SECURITIES AND EXCHANGE COMMISSION
Washington, D.C. 20549
_______________

FORM 8-K

CURRENT REPORT

Pursuant to Section 13 or 15(d) of
the Securities Exchange Act of 1934

Date of Report (Date of earliest event reported):  December 28, 2010

Tii NETWORK TECHNOLOGIES, INC.
(Exact Name of Registrant as Specified in Charter)

DELAWARE
(State of Incorporation)


001-8048
 
66-0328885
(Commission File No.)
 
(IRS Employer Identification No.)


141 Rodeo Drive, Edgewood, New York
 
11717
(Address of Principal Executive Offices)
 
(Zip Code)


(631) 789-5000
(Registrant's telephone number, including area code)


Not Applicable
(Former Name or Former Address, if Changed Since Last Report)

 
Check the appropriate box below if the Form 8-K filing is intended to simultaneously satisfy the filing obligation of the registrant under any of the following provisions:
 
 
o
Written communications pursuant to Rule 425 under the Securities Act (17 CFR 230.425)
 
o
Pre-commencement communications pursuant to Rule 13e-4(c) under the Exchange Act (17 CFR 240.13e-4(c))
 
o
Pre-commencement communications pursuant to Rule 14d-2(b) under the Exchange Act (17 CFR 240.14d-2(b))
 
o
Pre-commencement communications pursuant to Rule 13e-4(c) under the Exchange Act (17 CFR 240.13e-4(c))



 
 
 

 

Item 1.01                      Entry into a Material Definitive Agreement, Termination of Material Agreement.

On December 28, 2010, Tii Network Technologies, Inc. (the “Company”) and JPMorgan Chase Bank, N.A. (the “Bank”) entered into an Amendment to Line of Credit Note and Credit Agreement  (the “Amendment”) to extend the maturity date of, and reduce the interest rates under, the Line of Credit Note entered into by the Company (as amended to date, the “Note”) pursuant to the Credit Agreement, dated as of December 15, 2006, between the Company and the Bank (as amended to date, the “Credit Agreement”).
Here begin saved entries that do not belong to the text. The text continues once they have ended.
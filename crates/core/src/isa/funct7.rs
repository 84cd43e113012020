//! RISC-V `funct7` function codes (bits 31-25).

/// Base encoding for most R-type instructions.
pub const BASE: u32 = 0b0000000;

/// Alternate encoding: selects SUB under `ADD_SUB` and SRA under `SRL_SRA`.
pub const ALT: u32 = 0b0100000;

/// M-extension marker: MUL/DIV family under `OP_REG`.
pub const MULDIV: u32 = 0b0000001;

/// Bit 5 of funct7; set for the alternate encoding (SUB, SRA, SRAI).
pub const ALT_BIT: u32 = 0x20;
The amendments to the Note and the Credit Agreement effectuated by the Amendment are:

(a)           An extension of the maturity date of the Note from December 31, 2010 to December 31, 2013; and

(b)           A reduction in the interest rate applicable to (i) CB Floating Rate Advances (originally Prime Rate Advances) to the Bank’s prime rate (but not less than the Adjusted One Month LIBOR Rate) with no Applicable Margin (as defined) addition (previously the Applicable Margin addition was 2.75% per annum) and (ii) LIBOR Rate Advances to a formula based on a published one month LIBOR Rate plus an Applicable Margin addition of 1.85% per annum (previously the Applicable Margin addition was 4.5% per annum).
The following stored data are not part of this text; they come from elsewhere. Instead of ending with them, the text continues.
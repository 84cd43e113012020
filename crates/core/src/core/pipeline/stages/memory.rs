//! Memory Access (MEM) Stage.
//!
//! The fourth stage of the pipeline. Loads present an address to the data
//! SRAM; the word comes back through the MEM/WB latch, which realizes the
//! one-cycle synchronous read latency. Stores write the addressed lanes.
//! Misaligned or out-of-range accesses fault and stop the machine.

use crate::common::Fault;
use crate::core::pipeline::latches::{ExMemEntry, MemWbEntry};
use crate::core::Cpu;

/// Executes the memory stage.
///
/// Consumes the cycle-start EX/MEM entry and produces the next MEM/WB entry.
/// Non-memory instructions pass through unchanged.
pub fn mem_stage(cpu: &mut Cpu, ex_mem: &ExMemEntry) -> Result<MemWbEntry, Fault> {
    if !ex_mem.valid {
        return Ok(MemWbEntry::default());
    }

    let mut mem_data = 0;

    if ex_mem.ctrl.mem_read {
        mem_data = cpu
            .dmem
            .read(ex_mem.alu, ex_mem.ctrl.width, ex_mem.ctrl.signed_load)?;
        if cpu.tracer.enabled() {
            let cycle = cpu.stats.cycles;
            cpu.tracer.log(
                cycle,
                "MEM",
                format_args!("pc={:#010x} load addr={:#010x} data={:#010x}", ex_mem.pc, ex_mem.alu, mem_data),
            );
        }
    } else if ex_mem.ctrl.mem_write {
        cpu.dmem
            .write(ex_mem.alu, ex_mem.ctrl.width, ex_mem.store_data)?;
        if cpu.tracer.enabled() {
            let cycle = cpu.stats.cycles;
            cpu.tracer.log(
                cycle,
                "MEM",
                format_args!(
                    "pc={:#010x} store addr={:#010x} data={:#010x}",
                    ex_mem.pc, ex_mem.alu, ex_mem.store_data
                ),
            );
        }
    }

    Ok(MemWbEntry {
        valid: true,
        pc: ex_mem.pc,
        ctrl: ex_mem.ctrl,
        rd: ex_mem.rd,
        alu: ex_mem.alu,
        mem_data,
    })
}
Under the Credit Agreement and the Note, the Company has been, and continues to be, entitled to borrow from the Bank up to $5.0 million in the aggregate at any one time outstanding, but limited to a borrowing base equal to the aggregate of (a) 80% of the book value of all Eligible Accounts (as defined) plus (b) following the deduction of a reserve amount equal to 20% of the Eligible Inventory (as defined, generally to include, with certain exceptions, inventories at the Company’s continental United States warehouse), the lesser of (i) $1.5 million or (ii) 30% of the lower of cost (determined using the first-in, first-out method of inventory accounting) or wholesale market value, as determined by the Bank, of all Eligible Inventory.  To date, the Company has not borrowed under this facility.
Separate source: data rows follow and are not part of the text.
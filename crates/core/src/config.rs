//! Configuration system for the simulator.
//!
//! This module defines all configuration structures used to parameterize the
//! simulator. It provides:
//! 1. **Defaults:** Baseline hardware constants (memory depths, predictor size,
//!    cycle budget).
//! 2. **Structures:** Hierarchical config for general, memory, and pipeline
//!    settings.
//!
//! Configuration is supplied as JSON (CLI `--config`) or via `Config::default()`.
//! Command-line flags override individual fields after deserialization.

use serde::Deserialize;

/// Default configuration constants for the simulator.
mod defaults {
    /// Depth of the instruction memory in 32-bit words (8 KiB of text).
    pub const IMEM_WORDS: usize = 2048;

    /// Depth of the data memory in 32-bit words (256 KiB).
    pub const DMEM_WORDS: usize = 65536;

    /// Number of BTB/BHT entries. Must be a power of two; the index is taken
    /// from the low PC bits above the word offset.
    pub const BTB_ENTRIES: usize = 64;

    /// Cycle budget before a run is declared hung.
    pub const MAX_CYCLES: u64 = 1_000_000;
}

/// Root configuration structure containing all simulator settings.
///
/// # Examples
///
/// Creating a default configuration:
///
/// ```
/// use rv32sim_core::config::Config;
///
/// let config = Config::default();
/// assert_eq!(config.general.max_cycles, 1_000_000);
/// assert_eq!(config.pipeline.btb_entries, 64);
/// ```
///
/// Deserializing from JSON:
///
/// ```
/// use rv32sim_core::config::Config;
///
/// let json = r#"{
///     "general": { "trace": true, "max_cycles": 5000 },
///     "memory": { "imem_words": 1024, "dmem_words": 16384 },
///     "pipeline": { "btb_entries": 64 }
/// }"#;
///
/// let config: Config = serde_json::from_str(json).unwrap();
/// assert!(config.general.trace);
/// assert_eq!(config.memory.dmem_words, 16384);
/// ```
#[derive(Debug, Clone, Default, Deserialize)]
pub struct Config {
    /// General simulation settings.
    #[serde(default)]
    pub general: GeneralConfig,
    /// Memory depth configuration.
    #[serde(default)]
    pub memory: MemoryConfig,
    /// Pipeline and branch predictor configuration.
    #[serde(default)]
    pub pipeline: PipelineConfig,
}

/// General simulation settings.
#[derive(Debug, Clone, Deserialize)]
pub struct GeneralConfig {
    /// Enable per-stage trace output.
    #[serde(default)]
    pub trace: bool,

    /// Cycle budget; exceeding it is a fault.
    #[serde(default = "GeneralConfig::default_max_cycles")]
    pub max_cycles: u64,

    /// Dump the register file when the run halts.
    #[serde(default)]
    pub dump_regs_on_halt: bool,
}

impl GeneralConfig {
    /// Returns the default cycle budget.
    fn default_max_cycles() -> u64 {
        defaults::MAX_CYCLES
    }
}

impl Default for GeneralConfig {
    fn default() -> Self {
        Self {
            trace: false,
            max_cycles: defaults::MAX_CYCLES,
            dump_regs_on_halt: false,
        }
    }
}

/// Memory depth configuration.
#[derive(Debug, Clone, Deserialize)]
pub struct MemoryConfig {
    /// Instruction memory depth in words.
    #[serde(default = "MemoryConfig::default_imem_words")]
    pub imem_words: usize,

    /// Data memory depth in words.
    #[serde(default = "MemoryConfig::default_dmem_words")]
    pub dmem_words: usize,
}

impl MemoryConfig {
    /// Returns the default instruction memory depth.
    fn default_imem_words() -> usize {
        defaults::IMEM_WORDS
    }

    /// Returns the default data memory depth.
    fn default_dmem_words() -> usize {
        defaults::DMEM_WORDS
    }
}

impl Default for MemoryConfig {
    fn default() -> Self {
        Self {
            imem_words: defaults::IMEM_WORDS,
            dmem_words: defaults::DMEM_WORDS,
        }
    }
}

/// Pipeline and branch predictor configuration.
#[derive(Debug, Clone, Deserialize)]
pub struct PipelineConfig {
    /// Number of BTB/BHT entries (power of two).
    #[serde(default = "PipelineConfig::default_btb_entries")]
    pub btb_entries: usize,
}

impl PipelineConfig {
    /// Returns the default BTB/BHT entry count.
    fn default_btb_entries() -> usize {
        defaults::BTB_ENTRIES
    }
}

impl Default for PipelineConfig {
    fn default() -> Self {
        Self {
            btb_entries: defaults::BTB_ENTRIES,
        }
    }
}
The Amendment is annexed to this Report as Exhibit 4.1, and the foregoing discussion is qualified, in its entirety, by reference thereto.

Item 9.01                      Financial Statements and Exhibits.

(d)           Exhibits:

Exhibit Number
 
Description
  
 
  
4.1
 
Amendment to Line of Credit Note and Credit Agreement, dated as of December 28, 2010, between JPMorgan Chase Bank, N.A. and the Company.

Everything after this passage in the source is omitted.